I tried to replicate this but didn’t succeed - can you make an example for me?

I made a file with a trailing space and successfully synced it. The xxd -g1 output shows the trailing space quite clearly.

$ rclone ls drive:a_file
        6 a_file 
2016/11/16 10:17:07 
Transferred:      0 Bytes (0 Bytes/s)
Errors:                 0
Checks:                 0
Transferred:            0
Elapsed time:       800ms
$ rclone ls -q drive:a_file | xxd -g1
00000000: 20 20 20 20 20 20 20 20 36 20 61 5f 66 69 6c 65          6 a_file
00000010: 20 0a                                             .
$ rclone -q copy drive:a_file /tmp/a_file
$ ls -l /tmp/a_file/
total 4
-rw-rw-r-- 1 ncw ncw 6 Nov 16 10:16 a_file 
$ ls /tmp/a_file/ | xxd -g1
00000000: 61 5f 66 69 6c 65 20 0a                          a_file .
$ rclone -q cat "drive:a_file/a_file "
hello

Hello!

Thanks for the response, I’ll address what I can

Issue 1) I agree and want to use the dedupe function, unfortunately the data doesn’t belong to me, I’m just in charge of backing it up, but am in the process of getting them to re-assess how they store things in order to better fit with how data SHOULD be stored on a local system.

Issue 2) I can replicate the issue with any drive file with special chars that are incompatible with windows ( primarily * and : ) using the sync command (at least one additional time after the first download in case the first copy works fine)

(I tested this under default conditions, but then also ran --checkers 1 --transfers 1 just to rule out any “one checker found it but another didn’t” scenario as I’m unaware of the inner workings of rclone)

The command ‘rclone sync’ using default (–delete-during) or --delete-after causes the problem but using --delete-before circumvents the issue.

Example log: (This was run twice to show the success on first sync and failure on second - I’ve also copied the logs to gdrive files that are view only because the forum system here was deleting extraneous white/tab space when trying to input the logs which defeated the purpose plus they were spammy)

If you wish to replicate it yourself the instructions are as follows:

  1. Create a file in Google Drive using a non-compatible special character ( * or : for example)
  2. Sync the file using rclone for windows to a windows device (doesn’t appear to occur in first sync)
  3. Attempt to sync again, rclone should then say that it is replacing invalid characters again, copying again, but then deletes it at the end of the run.

Issue 3) I was mistaken, it wasn’t just plain white space, it was tab space - the likely result of a user copying the name and pasting it with the included tab character(s) (whether Google Drive autofilled the name based on the first line of the document or they manually copied it into the document name). Tested this with normal spaces and as you showed it works fine, but with tab space it errors out.

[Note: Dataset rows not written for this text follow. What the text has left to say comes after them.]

//! Path ⇄ inode mapping with kernel reference counts.
//!
//! The tree has no notion of inodes, so identities are handed out on first
//! sight of a path and held for as long as the kernel holds a reference.
//! Identifiers come from a monotonic sequence and are never reissued; the
//! generation counter is bumped every time an identifier is reclaimed.

use std::sync::atomic::{AtomicU64, Ordering};

use tracing::{trace, warn};

use super::attr::{AttrMapper, Attributes};
use super::error::TreeFsError;
use super::tree::{FileTree, TreeFile};
use super::{Generation, InodeAddr, ROOT_INODE, ROOT_PATH, SharedTables};

/// One `(inode, nlookup)` pair of a batch forget.
#[derive(Debug, Clone, Copy, PartialEq, Eq, Hash)]
pub struct ForgetEntry {
    pub inode: InodeAddr,
    pub nlookup: u64,
}

/// Join `name` onto the slash-separated `base`, cleaning `.` and `..`.
///
/// `..` never climbs above the root.
#[must_use]
pub fn join_path(base: &str, name: &str) -> String {
    let mut parts: Vec<&str> = Vec::new();
    for part in base.split('/').chain(name.split('/')) {
        match part {
            "" | "." => {}
            ".." => {
                parts.pop();
            }
            p => parts.push(p),
        }
    }
    if parts.is_empty() {
        ROOT_PATH.to_owned()
    } else {
        parts.join("/")
    }
}

/// Bidirectional path/inode map plus reference counts.
pub struct InodeTable<F> {
    tables: SharedTables<F>,
    next_inode: AtomicU64,
    generation: AtomicU64,
}

impl<F> InodeTable<F> {
    pub(crate) fn new(tables: SharedTables<F>) -> Self {
        Self {
            tables,
            next_inode: AtomicU64::new(ROOT_INODE + 1),
            generation: AtomicU64::new(0),
        }
    }

    /// The path for `name` inside directory `parent`.
    ///
    /// An unknown parent resolves against the root.
    #[must_use]
    pub fn resolve(&self, parent: InodeAddr, name: &str) -> String {
        let tables = self.tables.read();
        if let Some(base) = tables.inode_paths.get(&parent) {
            join_path(base, name)
        } else {
            warn!(parent, name, "resolve against unknown parent inode");
            join_path("", name)
        }
    }

    /// The path `inode` currently resolves to.
    #[must_use]
    pub fn path_of(&self, inode: InodeAddr) -> Option<String> {
        self.tables.read().inode_paths.get(&inode).cloned()
    }

    /// Return the inode for `path`, allocating one if the path is new.
    ///
    /// Concurrent callers interning the same new path all observe the same
    /// identifier.
    pub fn intern_path(&self, path: &str) -> InodeAddr {
        // Fast path: read-lock.
        if let Some(&ino) = self.tables.read().path_inodes.get(path) {
            return ino;
        }
        // Slow path: write-lock with re-check.
        let mut tables = self.tables.write();
        if let Some(&ino) = tables.path_inodes.get(path) {
            return ino;
        }
        let ino = self.next_inode.fetch_add(1, Ordering::Relaxed);
        tables.path_inodes.insert(path.to_owned(), ino);
        tables.inode_paths.insert(ino, path.to_owned());
        trace!(ino, path, "allocated inode");
        ino
    }

    /// Stat `path` through the tree: open, stat, close.
    pub fn attributes_for<T>(
        &self,
        tree: &T,
        mapper: &AttrMapper,
        path: &str,
    ) -> Result<Attributes, TreeFsError>
    where
        T: FileTree<File = F>,
        F: TreeFile,
    {
        let file = tree
            .open(path)
            .map_err(|e| TreeFsError::from_tree(path, e))?;
        let stat = file.stat();
        if let Err(e) = file.close() {
            trace!(path, error = %e, "transient close failed");
        }
        let meta = stat.map_err(|e| TreeFsError::io(path, e))?;
        Ok(mapper.map(&meta))
    }

    /// Intern `path` and take one kernel reference on it, atomically.
    ///
    /// A concurrent forget cannot evict the inode between the two steps.
    /// Returns the inode and its new reference count.
    pub fn acquire(&self, path: &str) -> (InodeAddr, u64) {
        let mut tables = self.tables.write();
        let ino = match tables.path_inodes.get(path) {
            Some(&ino) => ino,
            None => {
                let ino = self.next_inode.fetch_add(1, Ordering::Relaxed);
                tables.path_inodes.insert(path.to_owned(), ino);
                tables.inode_paths.insert(ino, path.to_owned());
                trace!(ino, path, "allocated inode");
                ino
            }
        };
        let rc = tables.refcounts.entry(ino).or_insert(0);
        *rc += 1;
        (ino, *rc)
    }

    /// Record one more kernel reference to `inode`. Returns the new count.
    pub fn increment_ref(&self, inode: InodeAddr) -> u64 {
        let mut tables = self.tables.write();
        let rc = tables.refcounts.entry(inode).or_insert(0);
        *rc += 1;
        *rc
    }

    /// Drop `nlookup` kernel references to `inode`; zero counts as one.
    ///
    /// When no references remain the inode is removed from both maps. The
    /// root inode is never removed. Forgetting an unknown inode is a no-op.
    pub fn forget(&self, inode: InodeAddr, nlookup: u64) -> Result<(), TreeFsError> {
        let n = nlookup.max(1);
        let mut tables = self.tables.write();
        let Some(rc) = tables.refcounts.get_mut(&inode) else {
            trace!(inode, "forget on unreferenced inode");
            return Ok(());
        };
        if inode == ROOT_INODE {
            // Pinned: the count never drops below the construction reference.
            *rc = rc.saturating_sub(n).max(1);
            return Ok(());
        }
        if *rc > n {
            *rc -= n;
            trace!(inode, new_rc = *rc, "decremented rc");
            return Ok(());
        }
        tables.refcounts.remove(&inode);
        if let Some(path) = tables.inode_paths.remove(&inode) {
            tables.path_inodes.remove(&path);
        }
        self.generation.fetch_add(1, Ordering::Relaxed);
        trace!(inode, "evicted inode");
        Ok(())
    }

    /// Forget every entry, then report the first failure, if any.
    pub fn batch_forget(
        &self,
        entries: impl IntoIterator<Item = ForgetEntry>,
    ) -> Result<(), TreeFsError> {
        let mut first_err = None;
        for entry in entries {
            if let Err(e) = self.forget(entry.inode, entry.nlookup) {
                first_err.get_or_insert(e);
            }
        }
        first_err.map_or(Ok(()), Err)
    }

    /// The generation in effect for newly returned entries.
    #[must_use]
    pub fn generation(&self) -> Generation {
        self.generation.load(Ordering::Relaxed)
    }

    /// Outstanding kernel references to `inode`, if it has any.
    #[must_use]
    pub fn refcount(&self, inode: InodeAddr) -> Option<u64> {
        self.tables.read().refcounts.get(&inode).copied()
    }

    /// Number of inodes currently mapped, root included.
    #[must_use]
    pub fn inode_count(&self) -> usize {
        self.tables.read().inode_paths.len()
    }
}
//! Read-only tree adapter: maps an abstract file tree onto FUSE session state.
/// Attribute snapshots and the synthetic-owner mapper.
pub mod attr;
/// A [`tree::FileTree`] backed by a directory on the host.
pub mod dir_tree;
/// Directory-entry record encoding.
pub mod dirent;
mod error;
/// FUSE adapter: maps [`fuser::Filesystem`] callbacks to [`tree_fs::TreeFs`].
pub mod fuser;
/// Open handle bookkeeping.
pub mod handle_table;
/// Path ⇄ inode bookkeeping with reference counts.
pub mod inode_table;
/// Capability-ranked file reads.
pub mod read;
/// The abstract tree interface consumed by the adapter.
pub mod tree;
/// Protocol operation handlers.
pub mod tree_fs;

pub use attr::{AttrMapper, Attributes, CacheTtl};
pub use error::TreeFsError;
pub use tree_fs::{DirListing, Entry, OpenedFile, TreeFs, TreeFsConfig};

use std::collections::HashMap;
use std::sync::Arc;

use bitflags::bitflags;

use handle_table::OpenHandle;

/// Type representing an inode identifier.
pub type InodeAddr = u64;

/// Type representing a file handle.
pub type FileHandle = u64;

/// Type representing an inode generation number.
pub type Generation = u64;

/// The inode permanently bound to the tree root.
pub const ROOT_INODE: InodeAddr = 1;

/// The path the root inode resolves to.
pub const ROOT_PATH: &str = ".";

bitflags! {
    /// Permission bits for an entry, similar to Unix file permissions.
    #[derive(Debug, Clone, Copy, PartialEq, Eq, Hash)]
    pub struct Permissions: u16 {
        /// Other: execute permission.
        const OTHER_EXECUTE = 1 << 0;
        /// Other: write permission.
        const OTHER_WRITE   = 1 << 1;
        /// Other: read permission.
        const OTHER_READ    = 1 << 2;

        /// Group: execute permission.
        const GROUP_EXECUTE = 1 << 3;
        /// Group: write permission.
        const GROUP_WRITE   = 1 << 4;
        /// Group: read permission.
        const GROUP_READ    = 1 << 5;

        /// Owner: execute permission.
        const OWNER_EXECUTE = 1 << 6;
        /// Owner: write permission.
        const OWNER_WRITE   = 1 << 7;
        /// Owner: read permission.
        const OWNER_READ    = 1 << 8;

        /// Sticky bit.
        const STICKY        = 1 << 9;
        /// Set-group-ID bit.
        const SETGID        = 1 << 10;
        /// Set-user-ID bit.
        const SETUID        = 1 << 11;

        /// Other: read, write, and execute.
        const OTHER_RWX = Self::OTHER_READ.bits()
            | Self::OTHER_WRITE.bits()
            | Self::OTHER_EXECUTE.bits();
        /// Group: read, write, and execute.
        const GROUP_RWX = Self::GROUP_READ.bits()
            | Self::GROUP_WRITE.bits()
            | Self::GROUP_EXECUTE.bits();
        /// Owner: read, write, and execute.
        const OWNER_RWX = Self::OWNER_READ.bits()
            | Self::OWNER_WRITE.bits()
            | Self::OWNER_EXECUTE.bits();
    }
}

/// The type of an entry in the tree.
#[derive(Debug, Clone, Copy, PartialEq, Eq, Hash, Default)]
pub enum EntryKind {
    /// A regular file.
    #[default]
    RegularFile,
    /// A directory.
    Directory,
    /// A character device.
    CharDevice,
    /// A block device.
    BlockDevice,
    /// A named pipe.
    NamedPipe,
    /// A symbolic link. Reported as-is, never followed.
    Symlink,
    /// A Unix domain socket.
    Socket,
}

/// All mutable session state, guarded by a single lock shared between the
/// [`inode_table::InodeTable`] and the [`handle_table::HandleTable`].
pub(crate) struct Tables<F> {
    /// inode -> path
    pub(crate) inode_paths: HashMap<InodeAddr, String>,
    /// path -> inode
    pub(crate) path_inodes: HashMap<String, InodeAddr>,
    /// inode -> outstanding kernel references
    pub(crate) refcounts: HashMap<InodeAddr, u64>,
    /// handle -> open tree object
    pub(crate) files: HashMap<FileHandle, Arc<OpenHandle<F>>>,
}

impl<F> Tables<F> {
    /// Tables pre-seeded with the root inode (path ".", refcount 1).
    pub(crate) fn with_root() -> Self {
        Self {
            inode_paths: HashMap::from([(ROOT_INODE, ROOT_PATH.to_owned())]),
            path_inodes: HashMap::from([(ROOT_PATH.to_owned(), ROOT_INODE)]),
            refcounts: HashMap::from([(ROOT_INODE, 1)]),
            files: HashMap::new(),
        }
    }
}

/// The lock shared by every table of one [`TreeFs`] session.
pub(crate) type SharedTables<F> = Arc<parking_lot::RwLock<Tables<F>>>;
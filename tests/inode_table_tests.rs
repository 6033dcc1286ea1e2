#![allow(clippy::unwrap_used, clippy::expect_used, missing_docs)]

mod common;

use tree_fs::fs::inode_table::{ForgetEntry, join_path};
use tree_fs::fs::{ROOT_INODE, ROOT_PATH};

use common::{make_fs, sample_tree};

#[test]
fn root_is_pre_seeded() {
    let fs = make_fs(sample_tree());
    let inodes = fs.inodes();

    assert_eq!(inodes.path_of(ROOT_INODE).as_deref(), Some(ROOT_PATH));
    assert_eq!(inodes.refcount(ROOT_INODE), Some(1));
    assert_eq!(inodes.inode_count(), 1);
    assert_eq!(inodes.intern_path(ROOT_PATH), ROOT_INODE);
}

#[test]
fn intern_is_stable_and_distinct() {
    let fs = make_fs(sample_tree());
    let inodes = fs.inodes();

    let a = inodes.intern_path("a.txt");
    let b = inodes.intern_path("sub");
    assert_eq!(inodes.intern_path("a.txt"), a, "same path, same inode");
    assert_ne!(a, b, "different paths, different inodes");
    assert!(a > ROOT_INODE && b > ROOT_INODE);
    assert_eq!(inodes.path_of(b).as_deref(), Some("sub"));
}

#[test]
fn lookup_counts_references() {
    let fs = make_fs(sample_tree());
    let first = fs.lookup(ROOT_INODE, "a.txt").unwrap();
    let second = fs.lookup(ROOT_INODE, "a.txt").unwrap();

    assert_eq!(first.inode, second.inode);
    assert_eq!(fs.inodes().refcount(first.inode), Some(2));
}

#[test]
fn forget_to_zero_evicts_and_bumps_generation() {
    let fs = make_fs(sample_tree());
    let ino = fs.lookup(ROOT_INODE, "a.txt").unwrap().inode;
    fs.lookup(ROOT_INODE, "a.txt").unwrap();
    fs.lookup(ROOT_INODE, "a.txt").unwrap();
    let generation = fs.inodes().generation();

    fs.forget(ino, 1).unwrap();
    assert_eq!(fs.inodes().refcount(ino), Some(2), "partial forget decrements");
    assert_eq!(fs.inodes().path_of(ino).as_deref(), Some("a.txt"));

    fs.forget(ino, 2).unwrap();
    assert_eq!(fs.inodes().refcount(ino), None);
    assert_eq!(fs.inodes().path_of(ino), None, "evicted inode has no path");
    assert!(
        fs.inodes().generation() > generation,
        "eviction must bump the generation"
    );

    fs.forget(ino, 1).unwrap();
    assert_eq!(fs.inodes().inode_count(), 1, "further forgets are no-ops");
}

#[test]
fn evicted_inode_is_never_reissued() {
    let fs = make_fs(sample_tree());
    let old = fs.lookup(ROOT_INODE, "a.txt").unwrap();
    fs.forget(old.inode, 1).unwrap();

    let new = fs.lookup(ROOT_INODE, "a.txt").unwrap();
    assert_ne!(new.inode, old.inode, "identifiers come from a monotonic sequence");
    assert!(new.generation > old.generation);
    assert_eq!(fs.inodes().refcount(new.inode), Some(1));
}

#[test]
fn forget_zero_counts_as_one() {
    let fs = make_fs(sample_tree());
    let ino = fs.lookup(ROOT_INODE, "a.txt").unwrap().inode;
    fs.lookup(ROOT_INODE, "a.txt").unwrap();

    fs.forget(ino, 0).unwrap();
    assert_eq!(fs.inodes().refcount(ino), Some(1));
    fs.forget(ino, 0).unwrap();
    assert_eq!(fs.inodes().refcount(ino), None);
}

#[test]
fn forget_more_than_held_evicts() {
    let fs = make_fs(sample_tree());
    let ino = fs.lookup(ROOT_INODE, "sub").unwrap().inode;
    fs.forget(ino, 10).unwrap();
    assert_eq!(fs.inodes().path_of(ino), None);
}

#[test]
fn root_survives_any_forget() {
    let fs = make_fs(sample_tree());
    fs.forget(ROOT_INODE, 1).unwrap();
    fs.forget(ROOT_INODE, 100).unwrap();

    assert_eq!(fs.inodes().path_of(ROOT_INODE).as_deref(), Some(ROOT_PATH));
    assert_eq!(fs.inodes().refcount(ROOT_INODE), Some(1));
    assert_eq!(fs.inodes().generation(), 0, "root is never evicted");
}

#[test]
fn forget_of_unknown_inode_is_noop() {
    let fs = make_fs(sample_tree());
    fs.forget(999, 1).unwrap();
    assert_eq!(fs.inodes().inode_count(), 1);
}

#[test]
fn batch_forget_processes_every_entry() {
    let fs = make_fs(sample_tree());
    let a = fs.lookup(ROOT_INODE, "a.txt").unwrap().inode;
    let sub = fs.lookup(ROOT_INODE, "sub").unwrap().inode;
    fs.lookup(ROOT_INODE, "sub").unwrap();

    fs.batch_forget([
        ForgetEntry {
            inode: 12345,
            nlookup: 1,
        },
        ForgetEntry {
            inode: a,
            nlookup: 1,
        },
        ForgetEntry {
            inode: sub,
            nlookup: 1,
        },
    ])
    .unwrap();

    assert_eq!(fs.inodes().path_of(a), None, "a.txt should be evicted");
    assert_eq!(fs.inodes().refcount(sub), Some(1), "sub keeps one reference");
}

#[test]
fn resolve_against_unknown_parent_uses_root() {
    let fs = make_fs(sample_tree());
    assert_eq!(fs.inodes().resolve(4242, "a.txt"), "a.txt");
}

#[test]
fn join_path_cleans_components() {
    assert_eq!(join_path(ROOT_PATH, "a.txt"), "a.txt");
    assert_eq!(join_path("sub", "b"), "sub/b");
    assert_eq!(join_path("sub", ".."), ROOT_PATH);
    assert_eq!(join_path("a/b", "../c"), "a/c");
    assert_eq!(join_path(ROOT_PATH, ".."), ROOT_PATH, "cannot climb above root");
    assert_eq!(join_path(ROOT_PATH, "."), ROOT_PATH);
}

#[test]
fn acquire_interns_and_references_together() {
    let fs = make_fs(sample_tree());
    let inodes = fs.inodes();

    let (ino, rc) = inodes.acquire("sub");
    assert_eq!(rc, 1);
    assert_eq!(inodes.intern_path("sub"), ino, "acquire interns the path");
    assert_eq!(inodes.acquire("sub"), (ino, 2));
    assert_eq!(inodes.increment_ref(ino), 3);

    fs.forget(ino, 3).unwrap();
    assert_eq!(inodes.path_of(ino), None);
}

This can, again, be fixed with better user naming hygiene since I’ve got no idea why the hell tabs should be in filenames to begin with so is likely an edge case.

Example log:

I hope that covered everything, and I can’t say I expect issue 3 to be ‘fixed’ given how weird of an edge case it should be :slight_smile:

Thanks for clarifying those. I’ll investigate some more tomorrow!

I made an issue about the special characters here - subscribe to receive updates!

I tried to reproduce this under linux which failed, and makes sense when I looked at your log more closely.
What the error message seems to be saying is that it is having trouble writing the filename with a TAB in under windows. You can have TAB in a file name under linux.

2016/11/16 22:57:45 Whitespace, test, document		.docx: Failed to copy: open \\?\D:\Work\inspire\backup\Testing\Whitespace, test, document		.docx: The filename, directory name, or volume label syntax is incorrect.

What do you think rclone should do here - replace it with _ like the other characters that you can't have in a Windows file name?

If you like that idea then please make an issue about it - thanks.

Hi,

Great! And yeah, I’d say any incompatible character should be detected and replaced with an _, perhaps they could even be the same issue just with two test cases since they are both actually regarding windows compatibility of characters.

I made an issue for this too

Ah, thank you, it does make more sense as a second issue after you pointed out it’s control character related, thank you very much.